The following table dataSources the aggregation functions and also indicates how the NULL/MISSING values is handled:

+----------+-------------+-------------+
| Function | NULL        | MISSING     |
+----------+-------------+-------------+
| COUNT    | Not counted | Not counted |
+----------+-------------+-------------+
| SUM      | Ignore      | Ignore      |
+----------+-------------+-------------+
| AVG      | Ignore      | Ignore      |
+----------+-------------+-------------+
| MAX      | Ignore      | Ignore      |
+----------+-------------+-------------+
| MIN      | Ignore      | Ignore      |
+----------+-------------+-------------+


Syntax
============
stats <aggregation>... [by-clause]


* aggregation: mandatory. A aggregation function. The argument of aggregation must be field.

* by-clause: optional.

 * Syntax: by [span-expression,] [field,]...
 * Description: The by clause could be the fields and expressions like scalar functions and aggregation functions. Besides, the span clause can be used to split specific field into buckets in the same interval, the stats then does the aggregation by these span buckets.
 * Default: If no <by-clause> is specified, the stats command returns only one row, which is the aggregation over the entire result set.

* span-expression: optional.

 * Syntax: span(field_expr, interval_expr)
 * Description: The unit of the interval expression is the natural unit by default. If the field is a date and time type field, and the interval is in date/time units, you will need to specify the unit in the interval expression. For example, to split the field ``age`` into buckets by 10 years, it looks like ``span(age, 10)``. And here is another example of time span, the span to split a ``timestamp`` field into hourly intervals, it looks like ``span(timestamp, 1h)``.

* Available time unit:
+----------------------------+
| Span Interval Units        |
+============================+
| millisecond (ms)           |
+----------------------------+
| second (s)                 |
+----------------------------+
| minute (m, case sensitive) |
+----------------------------+
| hour (h)                   |
+----------------------------+
| day (d)                    |
+----------------------------+
| week (w)                   |
+----------------------------+
| month (M, case sensitive)  |
+----------------------------+
| quarter (q)                |
+----------------------------+
| year (y)                   |
+----------------------------+

Aggregation Functions
=====================

COUNT
-----

Description
>>>>>>>>>>>

Usage: Returns a count of the number of expr in the rows retrieved by a SELECT statement.

Example::

    os> source=accounts | stats count();
    fetched rows / total rows = 1/1
    +-----------+
    | count()   |
    |-----------|
    | 4         |
    +-----------+

SUM
---

Description
>>>>>>>>>>>

Usage: SUM(expr).

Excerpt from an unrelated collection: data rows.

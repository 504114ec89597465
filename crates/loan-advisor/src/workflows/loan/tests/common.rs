use std::collections::BTreeMap;
use std::sync::{Arc, Mutex};

use axum::response::Response;
use axum::Router;
use chrono::{DateTime, TimeZone, Utc};
use serde_json::Value;

use crate::workflows::loan::domain::{ApplicationRecord, NewLoanRequest, RequestId};
use crate::workflows::loan::repository::{LoanRequestRepository, RepositoryError};
use crate::workflows::loan::scoring::{LoanScorer, RawApplication};
use crate::workflows::loan::{loan_router, sample_requests, LoanRequestService};

pub(super) fn fixed_time() -> DateTime<Utc> {
    Utc.with_ymd_and_hms(2025, 2, 3, 10, 0, 0)
        .single()
        .expect("valid timestamp")
}

/// Approved by the first fallback rule.
pub(super) fn strong_application() -> RawApplication {
    RawApplication::new()
        .with("gender", "Female")
        .with("married", "No")
        .with("dependents", "0")
        .with("education", "Graduate")
        .with("self_employed", "No")
        .with("applicant_income", "6000")
        .with("coapplicant_income", "0")
        .with("loan_amount", "150")
        .with("loan_term", "360")
        .with("credit_history", "1")
        .with("property_area", "Urban")
}

/// Rejected by every fallback rule.
pub(super) fn weak_application() -> RawApplication {
    strong_application()
        .with("applicant_income", "2000")
        .with("loan_amount", "300")
        .with("credit_history", "0")
}

/// The five demo requests as stored records with ids 1..=5.
pub(super) fn seeded_records() -> Vec<ApplicationRecord> {
    sample_requests(fixed_time())
        .into_iter()
        .enumerate()
        .map(|(index, request)| request.into_record(RequestId(index as i64 + 1)))
        .collect()
}

pub(super) fn build_service() -> (LoanRequestService<MemoryRepository>, Arc<MemoryRepository>) {
    let repository = Arc::new(MemoryRepository::default());
    let scorer = Arc::new(LoanScorer::fallback_only("no artifact in tests"));
    let service = LoanRequestService::new(scorer, repository.clone());
    (service, repository)
}

pub(super) fn build_router() -> (Router, Arc<MemoryRepository>) {
    let (service, repository) = build_service();
    (loan_router(Arc::new(service)), repository)
}

#[derive(Default)]
struct MemoryState {
    last_id: i64,
    records: BTreeMap<RequestId, ApplicationRecord>,
}

#[derive(Default, Clone)]
pub(super) struct MemoryRepository {
    state: Arc<Mutex<MemoryState>>,
}

impl MemoryRepository {
    /// Stores a record as-is, bypassing id assignment.
    pub(super) fn put(&self, record: ApplicationRecord) {
        let mut guard = self.state.lock().expect("repository mutex poisoned");
        guard.last_id = guard.last_id.max(record.id.0);
        guard.records.insert(record.id, record);
    }
}

impl LoanRequestRepository for MemoryRepository {
    fn insert(&self, request: NewLoanRequest) -> Result<ApplicationRecord, RepositoryError> {
        let mut guard = self.state.lock().expect("repository mutex poisoned");
        guard.last_id += 1;
        let record = request.into_record(RequestId(guard.last_id));
        guard.records.insert(record.id, record.clone());
        Ok(record)
    }

    fn fetch(&self, id: RequestId) -> Result<Option<ApplicationRecord>, RepositoryError> {
        let guard = self.state.lock().expect("repository mutex poisoned");
        Ok(guard.records.get(&id).cloned())
    }

    fn all(&self) -> Result<Vec<ApplicationRecord>, RepositoryError> {
        let guard = self.state.lock().expect("repository mutex poisoned");
        Ok(guard.records.values().cloned().collect())
    }

    fn delete(&self, id: RequestId) -> Result<(), RepositoryError> {
        let mut guard = self.state.lock().expect("repository mutex poisoned");
        guard
            .records
            .remove(&id)
            .map(|_| ())
            .ok_or(RepositoryError::NotFound(id))
    }

    fn count(&self) -> Result<usize, RepositoryError> {
        let guard = self.state.lock().expect("repository mutex poisoned");
        Ok(guard.records.len())
    }

    fn repair_missing_timestamps(&self, now: DateTime<Utc>) -> Result<usize, RepositoryError> {
        let mut guard = self.state.lock().expect("repository mutex poisoned");
        let mut fixed = 0;
        for record in guard.records.values_mut() {
            if record.request_date.is_none() {
                record.request_date = Some(now);
                fixed += 1;
            }
        }
        Ok(fixed)
    }
}

pub(super) struct UnavailableRepository;

impl LoanRequestRepository for UnavailableRepository {
    fn insert(&self, _request: NewLoanRequest) -> Result<ApplicationRecord, RepositoryError> {
        Err(RepositoryError::Unavailable("database offline".to_string()))
    }

    fn fetch(&self, _id: RequestId) -> Result<Option<ApplicationRecord>, RepositoryError> {
        Err(RepositoryError::Unavailable("database offline".to_string()))
    }

    fn all(&self) -> Result<Vec<ApplicationRecord>, RepositoryError> {
        Err(RepositoryError::Unavailable("database offline".to_string()))
    }

    fn delete(&self, _id: RequestId) -> Result<(), RepositoryError> {
        Err(RepositoryError::Unavailable("database offline".to_string()))
    }

    fn count(&self) -> Result<usize, RepositoryError> {
        Err(RepositoryError::Unavailable("database offline".to_string()))
    }

    fn repair_missing_timestamps(&self, _now: DateTime<Utc>) -> Result<usize, RepositoryError> {
        Err(RepositoryError::Unavailable("database offline".to_string()))
    }
}

pub(super) async fn read_json_body(response: Response) -> Value {
    let body = axum::body::to_bytes(response.into_body(), 64 * 1024)
        .await
        .expect("read body");
    serde_json::from_slice(&body).expect("json payload")
}
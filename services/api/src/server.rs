use crate::cli::ServeArgs;
use crate::infra::{build_service, AppState};
use crate::routes::with_loan_routes;
use axum::Extension;
use axum_prometheus::PrometheusMetricLayer;
use loan_advisor::error::AppError;
use loan_advisor::telemetry;
use std::sync::atomic::Ordering;
use std::sync::Arc;
use tracing::info;

pub(crate) async fn run(mut args: ServeArgs) -> Result<(), AppError> {
    let mut config = args.source.load_config()?;

    if let Some(host) = args.host.take() {
        config.server.host = host;
    }
    if let Some(port) = args.port.take() {
        config.server.port = port;
    }

    telemetry::init(&config.telemetry)?;

    let (prometheus_layer, prometheus_handle) = PrometheusMetricLayer::pair();
    let readiness_flag = Arc::new(std::sync::atomic::AtomicBool::new(false));
    let app_state = AppState {
        readiness: readiness_flag.clone(),
        metrics: Arc::new(prometheus_handle),
    };

    let loan_service = build_service(&config)?;
    if config.storage.seed_sample_data {
        loan_service.seed_samples_if_empty()?;
    }

    let app = with_loan_routes(loan_service.clone())
        .layer(Extension(app_state))
        .layer(prometheus_layer);

    let addr = config.server.socket_addr()?;
    let listener = tokio::net::TcpListener::bind(addr).await?;
    readiness_flag.store(true, Ordering::Release);

    info!(
        ?config.environment,
        %addr,
        predictor = ?loan_service.scorer().source(),
        "loan advisor ready"
    );

    axum::serve(listener, app).await?;
    Ok(())
}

Returns the sum of expr.

Example::

    os> source=accounts | stats sum(age) by gender;
    fetched rows / total rows = 2/2
    +------------+----------+
    | sum(age)   | gender   |
    |------------+----------|
    | 28         | F        |
    | 101        | M        |
    +------------+----------+

AVG
---

Description
>>>>>>>>>>>

Usage: AVG(expr). Returns the average value of expr.

Example::

    os> source=accounts | stats avg(age) by gender;
    fetched rows / total rows = 2/2
    +--------------------+----------+
    | avg(age)           | gender   |
    |--------------------+----------|
    | 28.0               | F        |
    | 33.666666666666664 | M        |
    +--------------------+----------+

MAX
---

Description
>>>>>>>>>>>

Usage: MAX(expr). Returns the maximum value of expr.

Example::

    os> source=accounts | stats max(age);
    fetched rows / total rows = 1/1
    +------------+
    | max(age)   |
    |------------|
    | 36         |
    +------------+

MIN
---

Description
>>>>>>>>>>>

Usage: MIN(expr). Returns the minimum value of expr.

Example::

    os> source=accounts | stats min(age);
    fetched rows / total rows = 1/1
    +------------+
    | min(age)   |
    |------------|
    | 28         |
    +------------+

VAR_SAMP
--------

Description
>>>>>>>>>>>

Usage: VAR_SAMP(expr). Returns the sample variance of expr.

Example::

    os> source=accounts | stats var_samp(age);
    fetched rows / total rows = 1/1
    +--------------------+
    | var_samp(age)      |
    |--------------------|
    | 10.916666666666666 |
    +--------------------+

VAR_POP
-------

Description
>>>>>>>>>>>

Usage: VAR_POP(expr). Returns the population standard variance of expr.

Example::

    os> source=accounts | stats var_pop(age);
    fetched rows / total rows = 1/1
    +----------------+
    | var_pop(age)   |
    |----------------|
    | 8.1875         |
    +----------------+

STDDEV_SAMP
-----------

Description
>>>>>>>>>>>

Usage: STDDEV_SAMP(expr). Return the sample standard deviation of expr.

Example::

    os> source=accounts | stats stddev_samp(age);
    fetched rows / total rows = 1/1
    +--------------------+
    | stddev_samp(age)   |
    |--------------------|
    | 3.304037933599835  |
    +--------------------+

STDDEV_POP
----------

Description
>>>>>>>>>>>

Usage: STDDEV_POP(expr). Return the population standard deviation of expr.

Example::

    os> source=accounts | stats stddev_pop(age);
    fetched rows / total rows = 1/1
    +--------------------+
    | stddev_pop(age)    |
    |--------------------|
    | 2.8613807855648994 |
    +--------------------+

TAKE
----------

Description
>>>>>>>>>>>

Usage: TAKE(field [, size]). Return original values of a field. It does not guarantee on the order of values.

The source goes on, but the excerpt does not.